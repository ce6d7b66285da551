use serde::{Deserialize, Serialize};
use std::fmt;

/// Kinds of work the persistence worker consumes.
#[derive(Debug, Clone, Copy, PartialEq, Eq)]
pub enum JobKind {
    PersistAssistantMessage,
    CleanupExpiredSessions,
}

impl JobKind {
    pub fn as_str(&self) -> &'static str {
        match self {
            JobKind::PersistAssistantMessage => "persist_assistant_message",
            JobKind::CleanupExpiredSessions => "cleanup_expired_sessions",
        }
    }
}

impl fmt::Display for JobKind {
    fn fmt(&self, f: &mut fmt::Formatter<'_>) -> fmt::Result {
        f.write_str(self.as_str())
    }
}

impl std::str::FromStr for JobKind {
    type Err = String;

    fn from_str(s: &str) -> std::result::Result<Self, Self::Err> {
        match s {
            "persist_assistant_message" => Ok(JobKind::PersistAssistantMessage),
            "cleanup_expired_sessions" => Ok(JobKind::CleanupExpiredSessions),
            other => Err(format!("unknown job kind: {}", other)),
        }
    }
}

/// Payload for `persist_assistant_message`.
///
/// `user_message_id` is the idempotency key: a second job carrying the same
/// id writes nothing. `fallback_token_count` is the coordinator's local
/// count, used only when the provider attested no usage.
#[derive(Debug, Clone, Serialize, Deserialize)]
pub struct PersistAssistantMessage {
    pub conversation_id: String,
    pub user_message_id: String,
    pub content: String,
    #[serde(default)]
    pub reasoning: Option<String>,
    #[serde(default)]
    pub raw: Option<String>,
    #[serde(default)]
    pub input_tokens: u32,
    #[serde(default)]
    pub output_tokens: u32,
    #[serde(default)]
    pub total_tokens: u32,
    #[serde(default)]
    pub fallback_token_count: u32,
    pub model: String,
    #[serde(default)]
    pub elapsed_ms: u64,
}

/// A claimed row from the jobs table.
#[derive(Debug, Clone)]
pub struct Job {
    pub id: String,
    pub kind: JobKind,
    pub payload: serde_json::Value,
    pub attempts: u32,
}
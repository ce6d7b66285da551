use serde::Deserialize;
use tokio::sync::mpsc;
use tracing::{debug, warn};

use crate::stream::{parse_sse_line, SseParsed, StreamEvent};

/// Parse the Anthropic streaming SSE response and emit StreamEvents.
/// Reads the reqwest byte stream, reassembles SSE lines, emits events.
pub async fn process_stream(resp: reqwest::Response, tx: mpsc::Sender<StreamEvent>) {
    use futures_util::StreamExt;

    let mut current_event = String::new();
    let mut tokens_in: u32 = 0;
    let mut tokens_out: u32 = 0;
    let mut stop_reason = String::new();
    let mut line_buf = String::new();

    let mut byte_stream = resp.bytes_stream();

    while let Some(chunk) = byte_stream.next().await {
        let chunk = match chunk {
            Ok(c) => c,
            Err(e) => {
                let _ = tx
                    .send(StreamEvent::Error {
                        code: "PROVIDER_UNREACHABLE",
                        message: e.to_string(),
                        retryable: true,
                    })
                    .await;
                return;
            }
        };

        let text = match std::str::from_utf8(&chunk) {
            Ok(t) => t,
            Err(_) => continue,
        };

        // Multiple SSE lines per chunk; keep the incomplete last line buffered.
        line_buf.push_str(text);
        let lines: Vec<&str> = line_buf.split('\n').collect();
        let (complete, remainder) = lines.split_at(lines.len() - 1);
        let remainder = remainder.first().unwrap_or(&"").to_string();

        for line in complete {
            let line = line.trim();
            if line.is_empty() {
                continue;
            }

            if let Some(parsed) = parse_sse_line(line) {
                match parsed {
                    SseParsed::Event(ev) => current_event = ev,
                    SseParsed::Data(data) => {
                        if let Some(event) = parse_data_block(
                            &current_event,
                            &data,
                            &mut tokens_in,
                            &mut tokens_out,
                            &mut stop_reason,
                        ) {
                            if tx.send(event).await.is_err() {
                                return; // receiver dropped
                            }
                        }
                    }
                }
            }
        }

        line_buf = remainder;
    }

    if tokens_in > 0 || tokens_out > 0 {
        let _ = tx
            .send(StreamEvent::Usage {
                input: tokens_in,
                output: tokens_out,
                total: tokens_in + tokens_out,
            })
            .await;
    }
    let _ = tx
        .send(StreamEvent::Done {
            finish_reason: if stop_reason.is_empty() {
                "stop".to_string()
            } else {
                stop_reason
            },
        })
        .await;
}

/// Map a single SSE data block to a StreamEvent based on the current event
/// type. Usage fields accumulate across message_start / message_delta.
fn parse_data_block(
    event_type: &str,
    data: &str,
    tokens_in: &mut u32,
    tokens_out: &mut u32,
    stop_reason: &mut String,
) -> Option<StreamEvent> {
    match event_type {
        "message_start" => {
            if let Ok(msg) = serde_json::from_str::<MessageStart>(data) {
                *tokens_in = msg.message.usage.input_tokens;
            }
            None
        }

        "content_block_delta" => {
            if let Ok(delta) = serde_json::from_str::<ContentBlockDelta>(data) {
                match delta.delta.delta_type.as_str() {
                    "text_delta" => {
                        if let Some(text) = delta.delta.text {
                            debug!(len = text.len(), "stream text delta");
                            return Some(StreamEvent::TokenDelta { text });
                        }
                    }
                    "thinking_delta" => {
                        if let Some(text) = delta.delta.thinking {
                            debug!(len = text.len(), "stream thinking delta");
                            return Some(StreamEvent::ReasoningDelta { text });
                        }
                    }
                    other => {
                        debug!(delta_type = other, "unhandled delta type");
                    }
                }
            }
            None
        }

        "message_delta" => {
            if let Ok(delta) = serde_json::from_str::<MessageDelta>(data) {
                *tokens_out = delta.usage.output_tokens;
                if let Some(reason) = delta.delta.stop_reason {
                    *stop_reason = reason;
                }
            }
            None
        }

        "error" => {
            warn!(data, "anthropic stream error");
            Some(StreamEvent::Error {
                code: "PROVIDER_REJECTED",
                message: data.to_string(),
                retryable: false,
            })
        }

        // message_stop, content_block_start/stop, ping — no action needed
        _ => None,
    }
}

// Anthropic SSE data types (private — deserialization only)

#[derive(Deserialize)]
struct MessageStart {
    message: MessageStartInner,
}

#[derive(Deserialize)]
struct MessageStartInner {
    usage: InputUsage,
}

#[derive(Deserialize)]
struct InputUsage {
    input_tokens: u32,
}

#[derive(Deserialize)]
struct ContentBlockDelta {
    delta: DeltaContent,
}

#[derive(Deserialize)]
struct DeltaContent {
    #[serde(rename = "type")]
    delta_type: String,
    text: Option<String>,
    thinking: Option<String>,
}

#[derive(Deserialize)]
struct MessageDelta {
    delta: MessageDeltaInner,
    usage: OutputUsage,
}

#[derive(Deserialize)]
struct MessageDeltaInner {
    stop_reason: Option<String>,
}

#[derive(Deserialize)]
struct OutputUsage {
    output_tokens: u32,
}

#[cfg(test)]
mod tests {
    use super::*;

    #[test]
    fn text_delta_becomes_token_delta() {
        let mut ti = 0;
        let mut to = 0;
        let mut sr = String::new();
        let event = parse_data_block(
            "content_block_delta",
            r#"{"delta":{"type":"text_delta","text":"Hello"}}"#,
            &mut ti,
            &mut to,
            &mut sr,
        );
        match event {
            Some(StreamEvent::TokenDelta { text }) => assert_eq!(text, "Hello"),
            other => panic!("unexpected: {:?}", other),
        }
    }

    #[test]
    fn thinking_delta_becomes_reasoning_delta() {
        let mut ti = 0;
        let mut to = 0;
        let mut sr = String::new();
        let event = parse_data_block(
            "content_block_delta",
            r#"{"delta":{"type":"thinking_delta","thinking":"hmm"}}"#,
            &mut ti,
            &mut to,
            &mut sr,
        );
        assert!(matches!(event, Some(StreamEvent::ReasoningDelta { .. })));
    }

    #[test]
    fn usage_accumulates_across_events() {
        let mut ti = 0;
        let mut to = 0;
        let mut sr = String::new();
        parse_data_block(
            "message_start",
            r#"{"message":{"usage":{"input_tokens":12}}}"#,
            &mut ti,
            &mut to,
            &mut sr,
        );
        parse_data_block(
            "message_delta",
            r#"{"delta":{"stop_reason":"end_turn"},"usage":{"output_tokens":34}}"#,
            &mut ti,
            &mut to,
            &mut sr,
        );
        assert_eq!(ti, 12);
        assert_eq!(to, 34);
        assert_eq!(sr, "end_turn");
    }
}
┄┄┄┄┄┄
Required work: Every line in the records above that has "ReasoningDelta" counts once. Give the total and nothing else.

Written answer: 2